Corker pointed out that various senior administration officials had promised to take any deal to Congress, so in addition to the “affront to the American people,” the administration is going back on its word.
(About the same time Corker released his letter, Reuters reported that the P5+1 powers were negotiating with Iran to lift the U.N. Security Council sanctions imposed on Iran for breaching its Nuclear Nonproliferation Treaty obligations and failing to come clean about its past nuclear research to the International Atomic Energy Agency.)
Corker wasn’t the only Republican to object to administration’s plan of bringing the agreement to the U.N. Security Council, and, at first the National Security Council (NSC) pushed back against these reports, as Jennifer Rubin observed. Rubin cited BuzzFeed, which carried the NSC denial.
The U.S. has “no intention” of using the United Nations to lock into place any potential deal with Iran over its nuclear program, a senior U.S. official said on Thursday.
The United States will not be “converting U.S. political commitments under a deal with Iran into legally binding obligations through a UN Security Council resolution,” Bernadette Meehan, spokesperson for the U.S. National Security Council, said in a statement emailed to BuzzFeed News.
But then over the weekend Chief of Staff Denis McDonough, in a letter to Corker, no longer pretended that Security Council would not be involved.
(I am no lawyer, but I think that Jack Goldsmith gives McDonough and the administration way too much credit here. The implication of the letter is that you dance to our tune or risk undermining the careful diplomacy we’ve carried out. I find the David Rivkin-Lee Casey analysis here, even without reference to the McDonough letter, a lot more convincing.)
The administration’s incoherent response to the Cotton letter suggests that it wasn’t ready for the Security Council gambit to be revealed. It looks like Kerry and other administration sources, hoping to evade the issue, used the “non-binding” defense to say that the administration is not negotiating a treaty.
Then apparently the NSC tried to say that the Security Council would not play a role but no one believed the argument, so McDonough played it straight. Why Kerry is still fixated on the Cotton letter, I have no idea. My best guess is that he’s hoping to distract people from thinking too much about the implication of McDonough’s admission.
The game Iran is playing is that it wants the P5+1 nations (the P5 nations being the five permanent members of the Security Council) to revoke all six Security Council resolutions finding Iran in breach of its NPT obligations and imposing sanctions in response to its bad behavior. With this “get of jail free” card, Iran will turn to the United States and demand that Congress lift the sanctions it passed. I have little doubt that whatever lip service McDonough now pays to “Congress making its own determinations” about a deal will be gone if and when the Security Council lifts the sanctions. If Congress remains unconvinced of Iran’s reformed behavior, the administration will tell Congress that “if congressional action is perceived as preventing us from reaching a deal, it will create divisions within the international community,” just as it is doing now.

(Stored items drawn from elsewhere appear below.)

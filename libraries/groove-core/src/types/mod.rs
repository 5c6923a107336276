//! Domain types for Groove Player

mod ids;
mod playlist;
mod track;

pub use ids::{SourceKey, TrackId};
pub use playlist::Playlist;
pub use track::Track;
//! Core types for playback coordination

use groove_storage::RepositoryConfig;
use serde::{Deserialize, Serialize};

/// Player state owned by the coordinator
///
/// `active_playlist` always indexes an existing playlist. `active_track`
/// indexes into the active playlist, or is meaningless (0) when it is empty.
#[derive(Debug, Clone, Copy, PartialEq, Default, Serialize, Deserialize)]
pub struct PlayerState {
    /// Index of the active playlist
    pub active_playlist: usize,

    /// Index of the active track within the active playlist
    pub active_track: usize,

    /// Desired playback state, reconciled against native events
    pub play_intent: bool,

    /// Playback position in seconds
    pub position: f64,

    /// Duration of the staged track in seconds (0 when unknown)
    pub duration: f64,
}

/// A file offered to `add_files`
///
/// `locator` is the platform's transient handle to the data (object URL,
/// file path). Files the player rejects get their locator released.
#[derive(Debug, Clone, PartialEq, Eq)]
pub struct IncomingFile {
    /// File name including extension
    pub name: String,

    /// MIME type reported by the platform
    pub mime_type: String,

    /// Playable locator, if one was created
    pub locator: Option<String>,
}

impl IncomingFile {
    /// Create an incoming file with a locator
    pub fn new(
        name: impl Into<String>,
        mime_type: impl Into<String>,
        locator: impl Into<String>,
    ) -> Self {
        Self {
            name: name.into(),
            mime_type: mime_type.into(),
            locator: Some(locator.into()),
        }
    }
}

/// Configuration for the player
#[derive(Debug, Clone, PartialEq, Eq, Default, Serialize, Deserialize)]
#[serde(default)]
pub struct PlayerConfig {
    /// Persistence key and restore defaults
    pub storage: RepositoryConfig,
}

impl PlayerConfig {
    /// Artist used when a file name carries none
    pub fn unknown_artist(&self) -> &str {
        &self.storage.unknown_artist
    }
}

Intentionally or not I think that McDonough gave away the game when he wrote, “We agree that Congress will have a role to play – and will have to take a vote – as part of any comprehensive deal. As we have repeatedly said, even if a deal is reached, only Congress can terminate the existing Iran statutory sanctions.”
The administration doesn’t see Congress as a partner in these negotiations. Tom Cotton’s letter forced that out. That is why they still haven’t forgiven him. Meanwhile, those who aren’t distracted by the administration’s feigned outrage, are starting to figure out the scope of the administration’s capitulation to Iran.